PREMIER SÉNATEUR.—Digne Timon!
TIMON.—Pas plus digne des hommes qui te ressemblent que toi de Timon.
SECOND SÉNATEUR.—Les sénateurs d'Athènes vous saluent, Timon.
TIMON.—Je les remercie; et je voudrais, en retour, leur envoyer la peste, si je pouvais la prendre pour la leur donner.
PREMIER SÉNATEUR.—Oubliez une injure dont nous-mêmes nous sommes affligés pour vous. Le sénat, d'un consentement et d'un coeur unanimes, vous rappelle à Athènes, et a pensé à des dignités spéciales qui, devenues vacantes, vous sont destinées.
SECOND SÉNATEUR.—Ils confessent que leur ingratitude envers vous fut trop grande et grossière. Le peuple même, qui se rétracte rarement, sent le besoin qu'il a du secours de Timon, et reconnaît le danger de sa chute s'il refuse d'avoir recours à Timon.
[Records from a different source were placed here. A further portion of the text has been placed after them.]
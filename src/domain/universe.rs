//! Candidate universe and sector labels.
//!
//! The universe is a static list of tradable symbols; sector labels are
//! cosmetic, used only in reports. The coverage check here is the one
//! condition that blocks a whole cycle before any trade is generated, since
//! partial data could produce a systematically biased rebalance.

use std::collections::{HashMap, HashSet};
use std::path::Path;

use super::error::RebalancerError;
use super::price_table::PriceTable;

#[derive(Debug, Clone, thiserror::Error)]
pub enum UniverseError {
    #[error("empty token in symbol list")]
    EmptyToken,

    #[error("duplicate symbol: {0}")]
    DuplicateSymbol(String),
}

/// Parse a comma-separated symbol list from configuration. Duplicates and
/// empty tokens are configuration mistakes, not data to be cleaned up.
pub fn parse_symbols(input: &str) -> Result<Vec<String>, UniverseError> {
    let mut symbols = Vec::new();
    let mut seen = HashSet::new();

    for token in input.split(',') {
        let trimmed = token.trim();
        if trimmed.is_empty() {
            return Err(UniverseError::EmptyToken);
        }
        let symbol = trimmed.to_uppercase();
        if seen.contains(&symbol) {
            return Err(UniverseError::DuplicateSymbol(symbol));
        }
        seen.insert(symbol.clone());
        symbols.push(symbol);
    }

    Ok(symbols)
}

/// Load a universe file: first CSV column, one symbol per row after the
/// header. Blank rows are skipped and duplicates collapsed; this is data
/// from elsewhere, not hand-written configuration.
pub fn load_universe_file(path: &Path) -> Result<Vec<String>, RebalancerError> {
    let mut rdr = csv::ReaderBuilder::new()
        .flexible(true)
        .from_path(path)
        .map_err(|e| RebalancerError::State {
            reason: format!("failed to read universe file {}: {}", path.display(), e),
        })?;

    let mut symbols = Vec::new();
    let mut seen = HashSet::new();
    for result in rdr.records() {
        let record = result.map_err(|e| RebalancerError::State {
            reason: format!("universe file parse error: {e}"),
        })?;
        let Some(raw) = record.get(0) else { continue };
        let symbol = raw.trim().to_uppercase();
        if symbol.is_empty() || seen.contains(&symbol) {
            continue;
        }
        seen.insert(symbol.clone());
        symbols.push(symbol);
    }

    Ok(symbols)
}

/// Load the optional `symbol,sector` mapping. An absent file means no
/// sector labels, not an error.
pub fn load_sector_file(path: &Path) -> Result<HashMap<String, String>, RebalancerError> {
    if !path.exists() {
        return Ok(HashMap::new());
    }

    let mut rdr = csv::ReaderBuilder::new()
        .flexible(true)
        .from_path(path)
        .map_err(|e| RebalancerError::State {
            reason: format!("failed to read sector file {}: {}", path.display(), e),
        })?;

    let mut sectors = HashMap::new();
    for result in rdr.records() {
        let record = result.map_err(|e| RebalancerError::State {
            reason: format!("sector file parse error: {e}"),
        })?;
        let (Some(symbol), Some(sector)) = (record.get(0), record.get(1)) else {
            continue;
        };
        let symbol = symbol.trim().to_uppercase();
        let sector = sector.trim();
        if !symbol.is_empty() && !sector.is_empty() {
            sectors.insert(symbol, sector.to_string());
        }
    }

    Ok(sectors)
}

/// Coverage gate: fail the cycle when too few universe symbols came back
/// with usable prices. Returns the usable count on success.
pub fn check_coverage(
    table: &PriceTable,
    universe: &[String],
    minimum: f64,
) -> Result<usize, RebalancerError> {
    let usable = universe
        .iter()
        .filter(|s| table.latest_price(s).is_some())
        .count();
    let total = universe.len();
    let ratio = if total == 0 {
        0.0
    } else {
        usable as f64 / total as f64
    };

    if ratio < minimum {
        return Err(RebalancerError::CoverageShortfall {
            usable,
            total,
            minimum,
        });
    }
    Ok(usable)
}
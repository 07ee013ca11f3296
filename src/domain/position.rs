//! Open position with average-cost accounting.

/// A single open holding. `shares` is positive while open; a position sold
/// down to zero is removed from the book, never retained at zero.
#[derive(Debug, Clone, PartialEq)]
pub struct Position {
    pub symbol: String,
    pub shares: i64,
    /// Capital-weighted mean entry price across the initial buy and all adds.
    pub average_cost: f64,
    pub add_count: u32,
}

impl Position {
    pub fn new(symbol: &str, shares: i64, price: f64) -> Self {
        Position {
            symbol: symbol.to_string(),
            shares,
            average_cost: price,
            add_count: 0,
        }
    }

    pub fn market_value(&self, price: f64) -> f64 {
        self.shares as f64 * price
    }

    /// Apply a pyramided add: shares grow, average cost is re-weighted by
    /// capital, the add counter advances.
    pub fn apply_add(&mut self, quantity: i64, price: f64) {
        let total_cost = self.shares as f64 * self.average_cost + quantity as f64 * price;
        self.shares += quantity;
        self.average_cost = total_cost / self.shares as f64;
        self.add_count += 1;
    }
}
Il nous envoie pour vous porter l'aveu de ses regrets, et vous offrir une récompense qui dépassera le poids de l'offense qu'il vous a faite. Oui, il vous promet tant d'amas et de trésors d'amour et de richesses, que ses torts seront effacés, et que l'empreinte de son amour sera gravée en vous pour attester à jamais son dévouement à votre personne.
TIMON.—Vos offres m'enchantent, me surprennent jusqu'à m'arracher presque des larmes: donnez-moi le coeur d'un fou et les yeux d'une femme, et ces consolations, dignes sénateurs, vont faire couler mes pleurs.